Picking-up on the theme of connections, Cain said the federal role is three-fold: (1) convening stakeholders; (2) funding R&D and technology deployment; and (3) developing national-scale strategies and frameworks.

One of the projects that DOT has funded is the Smart Corridor testbed in Chattanooga.

The second keynote at lunch experienced some audio issues that delayed its start. Erwin Gianchandani, Assistant Director of the Technology, Innovation and Partnerships directorate at the National Foundation (NSF), had to be in Washington, DC, rather than Chattanooga. After a jury-rigged set-up that allowed a solution to the audio problem, Gianchandani engaged in a conversation with Jada Thongnopnua, a former Chief of Staff to Chattanooga Mayor Tim Kelly and now a Program Director at NSF.

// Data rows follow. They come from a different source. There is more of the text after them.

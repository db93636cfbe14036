//! Builder error types.

use std::path::PathBuf;

/// Error type for artifact builds.
#[derive(Debug, thiserror::Error)]
pub enum BuildError {
    /// A local file could not be read.
    #[error("failed to read {}: {source}", path.display())]
    Io {
        /// File that was being read.
        path: PathBuf,
        /// Underlying error.
        #[source]
        source: std::io::Error,
    },

    /// The authorization directive could not be rendered.
    #[error(transparent)]
    Directive(#[from] promote_models::ModelError),

    /// The bundler process could not be started.
    #[error("failed to start bundler `{program}`: {source}")]
    Spawn {
        /// Program that was invoked.
        program: String,
        /// Underlying error.
        #[source]
        source: std::io::Error,
    },

    /// The bundler reported a failure.
    #[error("bundle build failed:\n{diagnostics}")]
    Compile {
        /// Diagnostic output of the bundler.
        diagnostics: String,
    },

    /// The bundler succeeded but left nothing at the configured output path.
    #[error("bundler produced no output at {}", path.display())]
    MissingOutput {
        /// Expected output path inside the in-memory filesystem.
        path: PathBuf,
    },
}
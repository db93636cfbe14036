//! # Promote SDK
//!
//! Client side of the backend promotion pipeline.
//!
//! The SDK provides:
//!
//! * [`ClientFactory`]: builds [`GraphqlClient`] handles for the directory
//!   service and for per-backend admin endpoints.
//! * [`directory`]: login ([`directory::acquire`]), backend lookup
//!   ([`directory::resolve`]) and lambda upload
//!   ([`directory::publish_bundle`]).
//! * [`admin`]: schema upload ([`admin::publish_schema`]).
//! * [`SdkError`]: unified error type for all remote operations.
//!
//! Data types from [`promote_models`] are re-exported for convenience.

pub mod admin;
pub mod client;
pub mod directory;
pub mod error;
pub mod graphql;
pub mod operations;

pub use admin::SchemaAck;
pub use client::{Auth, ClientFactory, Endpoints, GraphqlClient, DEFAULT_DIRECTORY_URL};
pub use directory::LambdaAck;
pub use error::{ClientError, RemoteMessages, SdkError};
pub use graphql::Outcome;

pub use promote_models::{BackendDescriptor, BundleArtifact, Credential, SchemaArtifact};
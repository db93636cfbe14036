//! Compiled lambda bundles.

use base64::{engine::general_purpose::STANDARD, Engine as _};

use crate::error::ModelError;

/// Single-file lambda script produced by the bundler.
///
/// The directory service receives the script in a text field, so the bytes
/// travel base-64 encoded. [`encode`](Self::encode) and
/// [`decode`](Self::decode) are exact inverses.
///
/// # Examples
///
/// ```
/// use promote_models::BundleArtifact;
///
/// let bundle = BundleArtifact::new(b"module.exports = {};".to_vec());
/// let wire = bundle.encode();
/// assert_eq!(BundleArtifact::decode(&wire).unwrap(), bundle);
/// ```
#[derive(Debug, Clone, PartialEq, Eq)]
pub struct BundleArtifact {
    bytes: Vec<u8>,
}

impl BundleArtifact {
    /// Wrap compiled output.
    pub fn new(bytes: Vec<u8>) -> Self {
        Self { bytes }
    }

    /// Raw compiled bytes.
    pub fn as_bytes(&self) -> &[u8] {
        &self.bytes
    }

    /// Size of the compiled script in bytes.
    pub fn len(&self) -> usize {
        self.bytes.len()
    }

    /// Whether the compiler produced an empty file.
    pub fn is_empty(&self) -> bool {
        self.bytes.is_empty()
    }

    /// Transport encoding (standard base-64 alphabet, padded).
    pub fn encode(&self) -> String {
        STANDARD.encode(&self.bytes)
    }

    /// Reverse of [`encode`](Self::encode).
    pub fn decode(encoded: &str) -> Result<Self, ModelError> {
        STANDARD
            .decode(encoded)
            .map(Self::new)
            .map_err(|e| ModelError::InvalidBundleEncoding {
                reason: e.to_string(),
            })
    }
}

#[cfg(test)]
mod tests {
    use super::*;

    #[test]
    fn empty_bundle_round_trips() {
        let empty = BundleArtifact::new(Vec::new());
        assert_eq!(empty.encode(), "");
        assert_eq!(BundleArtifact::decode("").unwrap(), empty);
    }

    #[test]
    fn arbitrary_bytes_round_trip() {
        let bytes: Vec<u8> = (0..=255).chain((0..=255).rev()).collect();
        let bundle = BundleArtifact::new(bytes.clone());
        let decoded = BundleArtifact::decode(&bundle.encode()).unwrap();
        assert_eq!(decoded.as_bytes(), bytes.as_slice());
    }

    #[test]
    fn encoding_is_text_safe() {
        let bundle = BundleArtifact::new(vec![0xff, 0x00, b'\n', b'"']);
        let wire = bundle.encode();
        assert!(wire
            .chars()
            .all(|c| c.is_ascii_alphanumeric() || c == '+' || c == '/' || c == '='));
    }

    #[test]
    fn decode_rejects_garbage() {
        let err = BundleArtifact::decode("not base64!").unwrap_err();
        assert!(matches!(err, ModelError::InvalidBundleEncoding { .. }));
    }
}
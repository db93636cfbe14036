//! Error types for the `promote-models` crate.

/// Errors produced when constructing or decoding model types.
#[derive(Debug, Clone, PartialEq, Eq, thiserror::Error)]
pub enum ModelError {
    /// A lambda script received over the wire was not valid base-64.
    #[error("invalid bundle encoding: {reason}")]
    InvalidBundleEncoding {
        /// Decoder diagnostic.
        reason: String,
    },

    /// The authorization directive could not be rendered.
    #[error("invalid authorization directive: {reason}")]
    InvalidDirective {
        /// Serializer diagnostic.
        reason: String,
    },

    /// A required value was empty.
    #[error("missing required field: {field}")]
    MissingField {
        /// The name of the missing field.
        field: String,
    },
}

Gianchandani had nothing but positive comments to say about Sartipi and CUIP, which ironically received its first funding from NSF. “There is something to be said for the degree of collaboration” that exists across the city, university, EPB, and other partners, he noted.

Earlier, Gianchandani was asked by Thongnopnua how universities are adapting to a changing role. That prompted the former to say, “It’s a paradigm change.” Whereas NSF’s model was push out the results of research it funded, the need to accelerate innovation and shorten the timeframe to market means it requires a shift that “brings the market to the table.”

State-level collaborations in the spotlight

The session that followed lunch featured representatives of the research sector, entrepreneurial community, state government, Oak Ridge National Laboratory, and private industry.

Mann was again first up on the panel and noted that his first engagement with UTC occurred soon after the Innovation District was announced. That has been followed by the newer quantum work, both of which rely on building a strong and vibrant ecosystem.

  • Tasia Malakasis, Chief Executive Officer at The Company Lab, talked about the “Sustainable Mobility Accelerator,” noting that “there’s nothing about this effort that doesn’t rely on collaboration.”
  • For Stuart McWhorter, Tennessee’s Commissioner of Economic and Community Development, it was TN GO that allocated $3 million to seven projects to advance the mobility sector.

Artificial intelligence (AI) was a big part of the conversation

There were several sessions on AI. We sat in on one where Charles Frazier, Chief Executive Officer of the Chattanooga Area Regional Transportation Authority (CARTA), described a project that was launched for good purposes but had unintended consequences and illustrated the importance of clear communication where AI is involved.

To help its drivers and also improve passenger safety as well as the safety of others driving near CARTA buses, the organization installed cameras and sensors to monitor drivers’ behaviors. The real-time data came into CARTA’s Operations Center and recorded items like running a red light.

“We were introducing a technology that is focused on safety, but it is getting pushback from the drivers,” Frazier said, adding the importance of over-communicating about the purpose of AI projects.